Its results helped boost sentiment for other tech giants, with Apple, Amazon, Meta and Microsoft all rising.
Tesla also reported better than expected results, but that was after trade had closed on the main markets.
One measure of profit per share was $US2.27, versus analyst forecasts centring on $US1.81.
The electric car maker has dramatically increased prices on many of its models to offset rising costs, amid supply chain shortages, surging lithium and other raw material prices, and its large investments in new factories.
Tesla also revealed the company had sold off around three-quarters of its bitcoin holdings to cash, although Elon Musk told investors that "this should not be taken as some verdict on bitcoin", but was rather a move to increase the company's financial reserves to cope with Chinese COVID lockdowns that may continue to affect its key factories there.
Bitcoin prices fell on the news, with the cryptocurrency trading at $US22,785 just after 2:00pm AEST.
Refinitiv data shows more than three-quarters of S&P 500 companies that have reported profit results so far have beaten analyst expectations.
"It seems like we have gotten some positive surprises, even if those positive surprises were just really that companies didn't do as badly as what was probably originally feared," Brian Jacobsen from Allspring Global Investments told Reuters.

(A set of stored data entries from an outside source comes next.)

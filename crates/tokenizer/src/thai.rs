//! Pretrained Thai tokenizers.
//!
//! Two families share the [`ThaiTokenizer`] interface: word-level
//! tokenizers that segment with a dictionary before a `WordLevel` lookup
//! (`newmm`, `syllable`) and a SentencePiece model stored in the
//! `tokenizers` JSON format (`spm`). Both wrap sequences as
//! `<s> A </s>` / `<s> A </s></s> B </s>` and never use token type ids.

use crate::errors::{Error, Result};
use crate::pretokenizer::SegmentingPreTokenizer;
use crate::segment::{Dictionary, DictionarySegmenter, SegmenterKind};
use crate::special::{SpecialTokenIds, SpecialTokens, SPACE_TOKEN, SPIECE_UNDERLINE};
use crate::vocab::Vocab;
use serde::{Deserialize, Serialize};
use std::collections::HashMap;
use std::fmt;
use std::fs;
use std::path::{Path, PathBuf};
use std::str::FromStr;
use std::sync::Arc;
use tokenizers::decoders::DecoderWrapper;
use tokenizers::models::wordlevel::WordLevel;
use tokenizers::normalizers::NormalizerWrapper;
use tokenizers::processors::PostProcessorWrapper;
use tokenizers::{Tokenizer, TokenizerImpl};

pub const DICTIONARY_FILE: &str = "dictionary.txt";
pub const SENTENCEPIECE_FILE: &str = "tokenizer.json";

type WordLevelPipeline = TokenizerImpl<
    WordLevel,
    NormalizerWrapper,
    SegmentingPreTokenizer,
    PostProcessorWrapper,
    DecoderWrapper,
>;

#[derive(Debug, Clone, Copy, PartialEq, Eq, Hash, Serialize, Deserialize)]
#[serde(rename_all = "snake_case")]
pub enum TokenizerKind {
    Spm,
    Newmm,
    Syllable,
}

impl TokenizerKind {
    pub fn as_str(&self) -> &'static str {
        match self {
            TokenizerKind::Spm => "spm",
            TokenizerKind::Newmm => "newmm",
            TokenizerKind::Syllable => "syllable",
        }
    }

    /// Name of the vocabulary file expected inside a tokenizer directory.
    pub fn vocab_file_name(&self) -> &'static str {
        match self {
            TokenizerKind::Spm => SENTENCEPIECE_FILE,
            TokenizerKind::Newmm => "newmm.json",
            TokenizerKind::Syllable => "syllable.json",
        }
    }

    pub fn segmenter_kind(&self) -> Option<SegmenterKind> {
        match self {
            TokenizerKind::Spm => None,
            TokenizerKind::Newmm => Some(SegmenterKind::Newmm),
            TokenizerKind::Syllable => Some(SegmenterKind::Syllable),
        }
    }
}

impl From<SegmenterKind> for TokenizerKind {
    fn from(kind: SegmenterKind) -> Self {
        match kind {
            SegmenterKind::Newmm => TokenizerKind::Newmm,
            SegmenterKind::Syllable => TokenizerKind::Syllable,
        }
    }
}

impl fmt::Display for TokenizerKind {
    fn fmt(&self, f: &mut fmt::Formatter<'_>) -> fmt::Result {
        f.write_str(self.as_str())
    }
}

impl FromStr for TokenizerKind {
    type Err = Error;

    fn from_str(s: &str) -> Result<Self> {
        match s.trim() {
            "spm" => Ok(TokenizerKind::Spm),
            "newmm" => Ok(TokenizerKind::Newmm),
            "syllable" => Ok(TokenizerKind::Syllable),
            other => Err(Error::UnsupportedTokenizer(other.to_string())),
        }
    }
}

/// Model inputs for a single sequence.
#[derive(Debug, Clone, PartialEq, Eq, Default)]
pub struct EncodedInput {
    pub input_ids: Vec<u32>,
    pub attention_mask: Vec<u32>,
    pub token_type_ids: Vec<u32>,
}

impl EncodedInput {
    pub fn len(&self) -> usize {
        self.input_ids.len()
    }

    pub fn is_empty(&self) -> bool {
        self.input_ids.is_empty()
    }
}

pub trait ThaiTokenizer: Send + Sync {
    fn kind(&self) -> TokenizerKind;

    /// Splits already prepared text into tokens.
    fn tokenize(&self, text: &str) -> Result<Vec<String>>;

    fn vocab(&self) -> &Vocab;

    fn special_tokens(&self) -> &SpecialTokens;

    fn special_ids(&self) -> SpecialTokenIds;

    fn vocab_file(&self) -> &Path;

    fn convert_tokens_to_string(&self, tokens: &[String]) -> String;

    fn token_to_id(&self, token: &str) -> Option<u32> {
        self.vocab().id(token)
    }

    fn id_to_token(&self, id: u32) -> Option<String> {
        self.vocab().token(id).map(str::to_string)
    }

    fn vocab_size(&self) -> usize {
        self.vocab().len()
    }

    fn get_vocab(&self) -> HashMap<String, u32> {
        self.vocab().to_map()
    }

    /// Unknown tokens map to the unk id.
    fn convert_token_to_id(&self, token: &str) -> u32 {
        self.token_to_id(token).unwrap_or(self.special_ids().unk)
    }

    fn convert_tokens_to_ids(&self, tokens: &[String]) -> Vec<u32> {
        tokens
            .iter()
            .map(|token| self.convert_token_to_id(token))
            .collect()
    }

    fn prepare_for_tokenization(&self, text: &str) -> String {
        text.replace(' ', SPACE_TOKEN)
    }

    fn build_inputs_with_special_tokens(&self, ids_0: &[u32], ids_1: Option<&[u32]>) -> Vec<u32> {
        let SpecialTokenIds { cls, sep, .. } = self.special_ids();
        let mut out = Vec::with_capacity(ids_0.len() + ids_1.map_or(0, <[u32]>::len) + 4);
        out.push(cls);
        out.extend_from_slice(ids_0);
        out.push(sep);
        if let Some(ids_1) = ids_1 {
            out.push(sep);
            out.extend_from_slice(ids_1);
            out.push(sep);
        }
        out
    }

    fn get_special_tokens_mask(
        &self,
        ids_0: &[u32],
        ids_1: Option<&[u32]>,
        already_has_special_tokens: bool,
    ) -> Result<Vec<u32>> {
        if already_has_special_tokens {
            if ids_1.is_some() {
                return Err(Error::Validation(
                    "a second sequence cannot be supplied when the ids already contain special tokens"
                        .into(),
                ));
            }
            let SpecialTokenIds { cls, sep, .. } = self.special_ids();
            return Ok(ids_0
                .iter()
                .map(|&id| u32::from(id == cls || id == sep))
                .collect());
        }

        let mut mask = Vec::with_capacity(ids_0.len() + ids_1.map_or(0, <[u32]>::len) + 4);
        mask.push(1);
        mask.extend(std::iter::repeat(0).take(ids_0.len()));
        mask.push(1);
        if let Some(ids_1) = ids_1 {
            mask.push(1);
            mask.extend(std::iter::repeat(0).take(ids_1.len()));
            mask.push(1);
        }
        Ok(mask)
    }

    fn create_token_type_ids_from_sequences(&self, ids_0: &[u32], ids_1: Option<&[u32]>) -> Vec<u32> {
        let len = match ids_1 {
            Some(ids_1) => ids_0.len() + ids_1.len() + 4,
            None => ids_0.len() + 2,
        };
        vec![0; len]
    }

    /// Copies the vocabulary file into `dir` and returns the written path.
    fn save_vocabulary(&self, dir: &Path, prefix: Option<&str>) -> Result<PathBuf> {
        if !dir.is_dir() {
            return Err(Error::Artifact(format!(
                "vocabulary path ({}) should be a directory",
                dir.display()
            )));
        }

        let source = self.vocab_file();
        let file_name = source
            .file_name()
            .map(|name| name.to_string_lossy().into_owned())
            .unwrap_or_else(|| self.kind().vocab_file_name().to_string());
        let file_name = match prefix {
            Some(prefix) if !prefix.is_empty() => format!("{prefix}-{file_name}"),
            _ => file_name,
        };
        let target = dir.join(file_name);

        let same_file = match (fs::canonicalize(source), fs::canonicalize(&target)) {
            (Ok(a), Ok(b)) => a == b,
            _ => false,
        };
        if !same_file {
            fs::copy(source, &target)?;
        }
        Ok(target)
    }

    /// Tokenizes a single text into model inputs no longer than
    /// `max_length`, special tokens included.
    fn encode(&self, text: &str, max_length: usize, prepare: bool) -> Result<EncodedInput> {
        if max_length < 2 {
            return Err(Error::Validation(format!(
                "max_length {max_length} leaves no room for special tokens"
            )));
        }

        let prepared;
        let text = if prepare {
            prepared = self.prepare_for_tokenization(text);
            prepared.as_str()
        } else {
            text
        };

        let tokens = self.tokenize(text)?;
        let mut ids = self.convert_tokens_to_ids(&tokens);
        ids.truncate(max_length - 2);

        let input_ids = self.build_inputs_with_special_tokens(&ids, None);
        let token_type_ids = self.create_token_type_ids_from_sequences(&ids, None);
        let attention_mask = vec![1; input_ids.len()];
        Ok(EncodedInput {
            input_ids,
            attention_mask,
            token_type_ids,
        })
    }
}

/// Dictionary segmentation followed by a word-level vocabulary lookup.
pub struct WordTokenizer {
    kind: TokenizerKind,
    pipeline: WordLevelPipeline,
    vocab: Vocab,
    vocab_file: PathBuf,
    special_tokens: SpecialTokens,
    special_ids: SpecialTokenIds,
}

impl WordTokenizer {
    /// Loads `<dir>/newmm.json` or `<dir>/syllable.json`. The segmentation
    /// dictionary is `<dir>/dictionary.txt` when present, otherwise the
    /// vocabulary itself.
    pub fn from_dir(kind: SegmenterKind, dir: &Path) -> Result<Self> {
        let vocab_file = dir.join(TokenizerKind::from(kind).vocab_file_name());
        let dictionary_file = dir.join(DICTIONARY_FILE);
        let dictionary_file = dictionary_file.is_file().then_some(dictionary_file);
        Self::from_files(kind, &vocab_file, dictionary_file.as_deref())
    }

    pub fn from_files(kind: SegmenterKind, vocab_file: &Path, dictionary: Option<&Path>) -> Result<Self> {
        let vocab = Vocab::load(vocab_file)?;
        let dictionary = match dictionary {
            Some(path) => Dictionary::from_file(path)?,
            None => Dictionary::from_words(vocab.iter().map(|(token, _)| token)),
        };

        let special_tokens = SpecialTokens::default();
        let special_ids = special_tokens.resolve(|token| vocab.id(token))?;

        let vocab_str = vocab_file.to_str().ok_or_else(|| {
            Error::Artifact(format!("path is not valid UTF-8: {}", vocab_file.display()))
        })?;
        let model = WordLevel::from_file(vocab_str, special_tokens.unk.clone())?;
        let segmenter = Arc::new(DictionarySegmenter::new(kind, dictionary));
        let mut pipeline = WordLevelPipeline::new(model);
        pipeline.with_pre_tokenizer(Some(SegmentingPreTokenizer::new(segmenter)));

        Ok(Self {
            kind: kind.into(),
            pipeline,
            vocab,
            vocab_file: vocab_file.to_path_buf(),
            special_tokens,
            special_ids,
        })
    }
}

impl ThaiTokenizer for WordTokenizer {
    fn kind(&self) -> TokenizerKind {
        self.kind
    }

    fn tokenize(&self, text: &str) -> Result<Vec<String>> {
        let encoding = self.pipeline.encode(text, false)?;
        Ok(encoding.get_tokens().to_vec())
    }

    fn vocab(&self) -> &Vocab {
        &self.vocab
    }

    fn special_tokens(&self) -> &SpecialTokens {
        &self.special_tokens
    }

    fn special_ids(&self) -> SpecialTokenIds {
        self.special_ids
    }

    fn vocab_file(&self) -> &Path {
        &self.vocab_file
    }

    fn convert_tokens_to_string(&self, tokens: &[String]) -> String {
        tokens.concat().trim().to_string()
    }
}

/// SentencePiece model loaded from a serialized `tokenizers` pipeline.
pub struct SentencePieceTokenizer {
    tokenizer: Tokenizer,
    vocab: Vocab,
    vocab_file: PathBuf,
    special_tokens: SpecialTokens,
    special_ids: SpecialTokenIds,
}

impl SentencePieceTokenizer {
    pub fn from_dir(dir: &Path) -> Result<Self> {
        Self::from_file(&dir.join(SENTENCEPIECE_FILE))
    }

    pub fn from_file(path: &Path) -> Result<Self> {
        if !path.is_file() {
            return Err(Error::Artifact(format!(
                "tokenizer json not found at {}",
                path.display()
            )));
        }

        let tokenizer = Tokenizer::from_file(path)?;
        let vocab = Vocab::from_pairs(tokenizer.get_vocab(true))?;
        let special_tokens = SpecialTokens::sentencepiece();
        let special_ids = special_tokens.resolve(|token| vocab.id(token))?;

        Ok(Self {
            tokenizer,
            vocab,
            vocab_file: path.to_path_buf(),
            special_tokens,
            special_ids,
        })
    }
}

impl ThaiTokenizer for SentencePieceTokenizer {
    fn kind(&self) -> TokenizerKind {
        TokenizerKind::Spm
    }

    fn tokenize(&self, text: &str) -> Result<Vec<String>> {
        let encoding = self.tokenizer.encode(text, false)?;
        Ok(encoding.get_tokens().to_vec())
    }

    fn vocab(&self) -> &Vocab {
        &self.vocab
    }

    fn special_tokens(&self) -> &SpecialTokens {
        &self.special_tokens
    }

    fn special_ids(&self) -> SpecialTokenIds {
        self.special_ids
    }

    fn vocab_file(&self) -> &Path {
        &self.vocab_file
    }

    fn convert_tokens_to_string(&self, tokens: &[String]) -> String {
        tokens
            .concat()
            .replace(SPIECE_UNDERLINE, "\n")
            .trim()
            .to_string()
    }
}

pub fn load_tokenizer(kind: TokenizerKind, dir: &Path) -> Result<Box<dyn ThaiTokenizer>> {
    if !dir.is_dir() {
        return Err(Error::Artifact(format!(
            "tokenizer directory not found at {}",
            dir.display()
        )));
    }

    let tokenizer: Box<dyn ThaiTokenizer> = match kind.segmenter_kind() {
        None => Box::new(SentencePieceTokenizer::from_dir(dir)?),
        Some(segmenter) => Box::new(WordTokenizer::from_dir(segmenter, dir)?),
    };
    Ok(tokenizer)
}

ECB meets tonight to raise interest rates
Across the Atlantic, European shares generally eased slightly as traders waited to see if Russia fully resumed the supply of gas through the Nordstream 1 pipeline, which was affected by maintenance that was due to finish today.
Traders are also now anticipating that the European Central Bank may increase interest rates by more than 25 basis points when it starts its rates-hike cycle at tonight's meeting.
Market pricing implies a 40-basis-point rise to its benchmark deposit facility rate, which is currently -0.5 per cent.
"We look for a 50bps rise to zero in the deposit rate and guidance to repeat a 50bps hike in September with the Bank aiming to front-load rate hikes ahead of weaker conditions later in 2022 and into 2023, when room to move may be more limited," wrote NAB's Rodrigo Catril.
However, there is fresh uncertainty in Europe, not only about how much gas supply Russia might choose to withhold, but also whether the Italian government might collapse.
"A collapse of the coalition government would send Italy into months of political uncertainty with a new election coming sometime during the fall," Mr Catril noted.
Italy's share market underperformed the rest of Europe, dropping 1.6 per cent overnight.